Wednesday, April 25, 2007

Bible Bending Special: Regent University


Regent University, whose mission is " to provide exemplary education, from a biblical perspective," may be the training ground for aspiring Bible benders within the U.S. government.

The university has recently come into the media spotlight for its connection with the U.S. attorney scandal when it was revealed that Monica Goodling played a key role in engineering the firing of seven U.S. attorney generals. Until recently Goodling was a relatively unknown figure in the Justice Department, but when news of her connection to the scandal broke out, many began to ask how an inexperienced 33 year-old rose to the 3rd highest official in the U.S. Justice Department (her website alone begs questions of her qualifications). Then it was revealed that Goodling was a graduate of Regent University.

Regent was founded in 1978 by Pat Robertson, with the goal of "Change through Christian Leadership" that it appears to be achieving at a remarkable pace. As its website proudly notes, 150 former Regent graduates now serve the Bush administration and former U.S. attorney general (under President George W. Bush) John Ashcroft is among its faculty. (The Huffington Post details more Regent/White House connections.)

Robertson, founder of a number of organizations including the Christian Coalition and the Christian Broadcasting Network and host of the 700 Club, is himself a notable Bible bender. He has become famous, or infamous, for statements that often connect global tragedies to apocalyptic times.

For instance, in 1998 he warned that fires in Florida were a result of Disney World welcoming gay people. Quoting Revelations 8:7, Robertson noted:
"There was an angel who sounded,' it said, 'his trumpet and there came hail and fire' and, of course, fire is lightning 'and it was hurled down upon earth'... And that's exactly what is happening."

In 2004, Robertson told viewers of his show that the Iraq War was "a righteous cause out of the Bible." More recently, Robertson was quick to agree that the Virginia Tech massacre was a punishment from God: "We have insulted God at the highest levels of our government. Then, we say, 'Why does this happen?' It is happening because God Almighty is lifting His protection from us."

In the image of its founder, scholarship coming out of Regent University is steeped in biblical rhetoric. The Spring 2002 issue of the Regent Law Review is dedicated exclusively to the issue of homosexuality.
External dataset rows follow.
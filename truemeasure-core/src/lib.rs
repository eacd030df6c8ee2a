//! Motion-compensated precision measurement engine for TrueMeasure
//!
//! Takes raw device-motion samples and raw geometric measurements and
//! produces measurements corrected for device motion, with a calibrated
//! confidence and accuracy classification.
//!
//! Key constraints:
//! - No heap allocation in the measurement path
//! - Deterministic, bit-reproducible compensation
//! - Conservative confidence: never increased through a chain
//!
//! ```no_run
//! use truemeasure_core::{PrecisionEngine, PrecisionConfig, MotionSample, Vec3};
//!
//! let mut engine = PrecisionEngine::new(PrecisionConfig::default());
//! engine.start();
//!
//! // Feed the 60 Hz motion callback into the engine
//! engine.ingest(MotionSample::at_rest(1000));
//!
//! // Measure, compensated against the rolling motion history
//! match engine.measure_distance(Vec3::ZERO, Vec3::new(2.0, 0.0, 0.0), 1.5, 1000) {
//!     Ok(m) => {} // m.value(), m.validation, m.assessment
//!     Err(e) => {} // degenerate input only
//! }
//! ```

#![cfg_attr(not(feature = "std"), no_std)]
#![deny(unsafe_code)]
#![warn(missing_docs)]

pub mod accuracy;
pub mod buffer;
pub mod calibration;
pub mod compensation;
pub mod confidence;
pub mod config;
pub mod constants;
pub mod engine;
pub mod errors;
pub mod geometry;
pub mod measurement;
pub mod metrics;
pub mod motion;
pub mod time;
pub mod validation;
pub mod vector;

// Public API
pub use accuracy::{AccuracyAssessment, AccuracyClass};
pub use calibration::{CalibrationData, CalibrationManager, CalibrationState};
pub use compensation::{CompensatedValue, CompensationStage};
pub use confidence::Confidence;
pub use config::PrecisionConfig;
pub use engine::PrecisionEngine;
pub use errors::{MeasurementError, MeasurementResult};
pub use measurement::{CompensatedMeasurement, MeasurementKind, RawMeasurement};
pub use motion::{MotionHistory, MotionSample, MotionStatus, PredictedMotion};
pub use validation::{
    MeasurementValidation, TrackingFrame, TrackingQuality, TrackingState,
    TrackingValidationResult,
};
pub use vector::{Quaternion, Vec3};

/// Crate version string
pub const VERSION: &str = env!("CARGO_PKG_VERSION");

#[cfg(test)]
mod tests {
    use super::*;

    #[test]
    fn version_exists() {
        assert!(!VERSION.is_empty());
    }
}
Among other articles attacking the "all out campaign" waged by homosexuals to "normalize homosexuality," Dale M. Schowengerdt presents (PDF) a litigation strategy to oppose gay marriage, chiding Christians for not fighting hard enough to uphold the Bible's condemnation of homosexuality.

In the most recent addition of the Regent Law Review, Craig A. Stern looks at the biblical scope of civil government. He asks how far civil government should go to punish sins outlined in the Bible:
"The Bible itself teaches that civil government lacks authority to punish every sin. If the state, like all human authorities, needs a warrant for all it does, and if the biblical warrant to civil government to punish some sins and not others is to be taken as meaningful, then the absence of biblical warrant to punish must also be taken as meaningful. The silence of Scripture, the absence of authorization, is not the indication of indifference, but rather of prohibition. In matters of authority, of a grant of power, silence means no authority is given. And on the subject of the authority of civil government, the Bible does have its silences."

If it were not for Regent's startling prominence in the U.S. government, Stern's essay and others like it would hardly be notable. But the importance that the Republican Party places on Regent (two GOP presidential candidates, Rudy Giuliani and Mitt Romney, are scheduled to speak at the university in the coming months) and the high ranking government roles its graduates land, scholarship from Regent demands scrutiny. After all, Stern's essay opens with a passage from Samuel and Chronicles and then continues with an antidote from "a friend" who is "counsel to the United States Senate judiciary committee, later to become judge, and then federal government attorney." The kind of "friends" of federal attorneys who contemplate the degree that the Bible should dictate civil government are the exactly the kind of Bible benders that this blog was created for.